Problem requirements:
Repeat the lines beginning at the one with "fn queue_repair(&mut self)" and running to the end of the material, keeping the first and last of them, exactly as they appear.

Data records:
——————————
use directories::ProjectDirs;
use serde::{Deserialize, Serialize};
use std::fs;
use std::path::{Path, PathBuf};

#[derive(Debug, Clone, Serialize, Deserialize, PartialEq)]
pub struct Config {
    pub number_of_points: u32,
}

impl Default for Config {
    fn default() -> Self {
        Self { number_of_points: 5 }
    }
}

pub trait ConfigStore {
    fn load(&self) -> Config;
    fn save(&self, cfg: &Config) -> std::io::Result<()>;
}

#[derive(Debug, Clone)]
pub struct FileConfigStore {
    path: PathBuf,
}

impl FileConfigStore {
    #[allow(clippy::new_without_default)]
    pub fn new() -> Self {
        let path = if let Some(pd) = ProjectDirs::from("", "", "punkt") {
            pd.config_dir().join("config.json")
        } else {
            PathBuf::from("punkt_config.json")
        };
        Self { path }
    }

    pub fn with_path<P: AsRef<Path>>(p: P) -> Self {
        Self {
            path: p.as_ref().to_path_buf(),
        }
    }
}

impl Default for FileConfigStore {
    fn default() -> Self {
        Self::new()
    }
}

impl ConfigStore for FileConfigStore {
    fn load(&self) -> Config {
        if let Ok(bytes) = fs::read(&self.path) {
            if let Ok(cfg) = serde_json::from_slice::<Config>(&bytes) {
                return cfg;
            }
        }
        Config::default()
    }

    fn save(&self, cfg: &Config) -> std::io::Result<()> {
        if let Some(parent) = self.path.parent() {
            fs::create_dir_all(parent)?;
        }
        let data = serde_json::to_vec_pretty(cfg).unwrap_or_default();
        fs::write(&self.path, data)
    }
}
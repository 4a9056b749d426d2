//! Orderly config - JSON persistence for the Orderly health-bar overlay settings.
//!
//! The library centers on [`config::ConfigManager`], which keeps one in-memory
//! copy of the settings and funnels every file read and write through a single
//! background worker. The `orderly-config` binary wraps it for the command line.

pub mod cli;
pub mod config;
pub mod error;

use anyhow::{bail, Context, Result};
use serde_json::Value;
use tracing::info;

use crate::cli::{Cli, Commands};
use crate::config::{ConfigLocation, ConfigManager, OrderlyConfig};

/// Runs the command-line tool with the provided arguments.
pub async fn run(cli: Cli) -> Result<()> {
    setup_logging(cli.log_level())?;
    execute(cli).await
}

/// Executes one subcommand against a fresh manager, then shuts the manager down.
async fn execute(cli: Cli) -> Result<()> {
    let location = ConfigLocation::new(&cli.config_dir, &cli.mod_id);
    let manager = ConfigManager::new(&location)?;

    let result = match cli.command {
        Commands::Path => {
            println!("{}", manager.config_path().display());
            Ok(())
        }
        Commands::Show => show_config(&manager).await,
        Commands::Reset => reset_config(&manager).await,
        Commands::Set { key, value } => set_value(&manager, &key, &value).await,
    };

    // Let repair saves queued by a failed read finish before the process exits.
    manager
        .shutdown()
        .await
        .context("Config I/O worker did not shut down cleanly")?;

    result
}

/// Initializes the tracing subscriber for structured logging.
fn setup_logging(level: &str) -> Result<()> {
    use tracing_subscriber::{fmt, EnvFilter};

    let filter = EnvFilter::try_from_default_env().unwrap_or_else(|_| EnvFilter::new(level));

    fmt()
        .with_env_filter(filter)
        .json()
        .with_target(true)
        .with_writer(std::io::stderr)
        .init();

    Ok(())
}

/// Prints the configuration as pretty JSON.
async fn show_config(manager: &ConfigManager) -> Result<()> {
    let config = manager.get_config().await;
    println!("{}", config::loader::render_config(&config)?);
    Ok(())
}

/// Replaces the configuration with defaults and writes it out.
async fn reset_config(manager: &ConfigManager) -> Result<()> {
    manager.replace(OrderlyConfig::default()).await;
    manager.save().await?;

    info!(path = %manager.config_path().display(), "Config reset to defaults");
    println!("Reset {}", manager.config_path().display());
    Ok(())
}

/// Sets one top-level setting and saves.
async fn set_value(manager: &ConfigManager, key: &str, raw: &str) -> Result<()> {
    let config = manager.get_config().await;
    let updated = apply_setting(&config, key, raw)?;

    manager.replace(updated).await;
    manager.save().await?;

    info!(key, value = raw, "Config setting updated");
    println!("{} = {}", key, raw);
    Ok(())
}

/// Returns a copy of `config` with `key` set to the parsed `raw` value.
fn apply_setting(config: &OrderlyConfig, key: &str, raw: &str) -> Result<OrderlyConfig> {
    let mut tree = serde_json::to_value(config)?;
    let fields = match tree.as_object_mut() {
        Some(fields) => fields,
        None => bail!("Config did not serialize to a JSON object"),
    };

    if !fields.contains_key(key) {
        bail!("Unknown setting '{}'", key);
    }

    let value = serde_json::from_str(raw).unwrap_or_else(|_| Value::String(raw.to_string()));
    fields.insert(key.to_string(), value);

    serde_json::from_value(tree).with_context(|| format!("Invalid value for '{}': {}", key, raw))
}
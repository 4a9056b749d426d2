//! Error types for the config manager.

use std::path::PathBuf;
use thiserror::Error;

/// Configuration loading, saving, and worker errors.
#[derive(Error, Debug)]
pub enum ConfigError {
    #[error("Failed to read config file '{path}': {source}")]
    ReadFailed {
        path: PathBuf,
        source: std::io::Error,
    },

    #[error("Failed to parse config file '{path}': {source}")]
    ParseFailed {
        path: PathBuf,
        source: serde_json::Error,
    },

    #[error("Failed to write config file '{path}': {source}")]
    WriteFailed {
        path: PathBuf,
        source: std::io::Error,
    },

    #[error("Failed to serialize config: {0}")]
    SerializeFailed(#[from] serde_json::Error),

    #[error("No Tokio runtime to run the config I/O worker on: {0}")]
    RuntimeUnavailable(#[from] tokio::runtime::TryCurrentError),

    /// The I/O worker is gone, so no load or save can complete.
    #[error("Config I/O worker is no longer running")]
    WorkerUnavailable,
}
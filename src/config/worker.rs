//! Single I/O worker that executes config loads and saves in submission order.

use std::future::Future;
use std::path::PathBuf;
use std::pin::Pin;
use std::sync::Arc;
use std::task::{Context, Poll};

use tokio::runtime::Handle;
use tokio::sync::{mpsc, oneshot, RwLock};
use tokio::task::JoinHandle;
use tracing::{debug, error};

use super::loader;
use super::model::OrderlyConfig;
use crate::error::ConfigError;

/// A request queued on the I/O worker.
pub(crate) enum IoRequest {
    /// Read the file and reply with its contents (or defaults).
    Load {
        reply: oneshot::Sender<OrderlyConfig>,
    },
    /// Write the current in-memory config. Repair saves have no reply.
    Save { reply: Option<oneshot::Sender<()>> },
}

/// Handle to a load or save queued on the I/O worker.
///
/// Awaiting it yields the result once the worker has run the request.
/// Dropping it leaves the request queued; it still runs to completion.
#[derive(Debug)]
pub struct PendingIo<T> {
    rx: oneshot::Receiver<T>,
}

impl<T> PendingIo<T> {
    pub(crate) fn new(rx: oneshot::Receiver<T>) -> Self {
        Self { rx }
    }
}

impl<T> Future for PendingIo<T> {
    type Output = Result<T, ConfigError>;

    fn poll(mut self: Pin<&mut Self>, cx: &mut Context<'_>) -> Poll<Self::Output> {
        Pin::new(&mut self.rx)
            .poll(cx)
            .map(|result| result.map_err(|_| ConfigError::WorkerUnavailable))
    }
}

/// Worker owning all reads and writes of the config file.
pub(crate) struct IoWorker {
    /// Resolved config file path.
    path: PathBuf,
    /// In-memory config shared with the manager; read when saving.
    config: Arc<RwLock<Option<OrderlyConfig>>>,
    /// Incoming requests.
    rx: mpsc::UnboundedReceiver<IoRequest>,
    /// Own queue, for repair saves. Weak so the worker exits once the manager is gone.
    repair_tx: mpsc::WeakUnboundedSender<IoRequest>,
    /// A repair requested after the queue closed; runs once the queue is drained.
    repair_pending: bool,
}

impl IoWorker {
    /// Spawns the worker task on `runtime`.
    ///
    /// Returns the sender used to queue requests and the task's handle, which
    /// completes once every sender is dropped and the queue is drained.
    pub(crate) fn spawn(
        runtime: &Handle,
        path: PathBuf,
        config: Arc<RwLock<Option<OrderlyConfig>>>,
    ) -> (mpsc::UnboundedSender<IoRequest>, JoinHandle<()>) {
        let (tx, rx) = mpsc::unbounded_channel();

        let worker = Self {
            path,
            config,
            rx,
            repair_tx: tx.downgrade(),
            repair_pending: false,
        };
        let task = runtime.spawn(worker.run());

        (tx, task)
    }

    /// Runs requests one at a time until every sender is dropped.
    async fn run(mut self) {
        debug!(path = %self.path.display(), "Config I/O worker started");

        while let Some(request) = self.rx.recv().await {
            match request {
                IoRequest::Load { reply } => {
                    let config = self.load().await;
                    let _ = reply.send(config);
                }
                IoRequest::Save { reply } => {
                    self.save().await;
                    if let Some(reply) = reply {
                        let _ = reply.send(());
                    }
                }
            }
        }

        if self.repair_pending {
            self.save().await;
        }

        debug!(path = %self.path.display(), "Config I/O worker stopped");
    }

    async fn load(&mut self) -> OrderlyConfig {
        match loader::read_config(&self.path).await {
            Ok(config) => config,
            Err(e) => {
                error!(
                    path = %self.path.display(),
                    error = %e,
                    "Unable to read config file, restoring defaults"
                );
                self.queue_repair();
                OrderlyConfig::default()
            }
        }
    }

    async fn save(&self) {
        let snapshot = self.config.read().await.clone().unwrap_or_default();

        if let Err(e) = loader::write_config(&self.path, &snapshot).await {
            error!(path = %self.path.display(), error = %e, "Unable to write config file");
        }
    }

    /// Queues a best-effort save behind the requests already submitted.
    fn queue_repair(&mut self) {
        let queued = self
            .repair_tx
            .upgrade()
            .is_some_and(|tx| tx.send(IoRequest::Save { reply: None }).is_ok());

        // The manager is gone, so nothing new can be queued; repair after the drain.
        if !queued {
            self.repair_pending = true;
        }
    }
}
——————————
Your solution:
    fn queue_repair(&mut self) {
        let queued = self
            .repair_tx
            .upgrade()
            .is_some_and(|tx| tx.send(IoRequest::Save { reply: None }).is_ok());

        // The manager is gone, so nothing new can be queued; repair after the drain.
        if !queued {
            self.repair_pending = true;
        }
    }
}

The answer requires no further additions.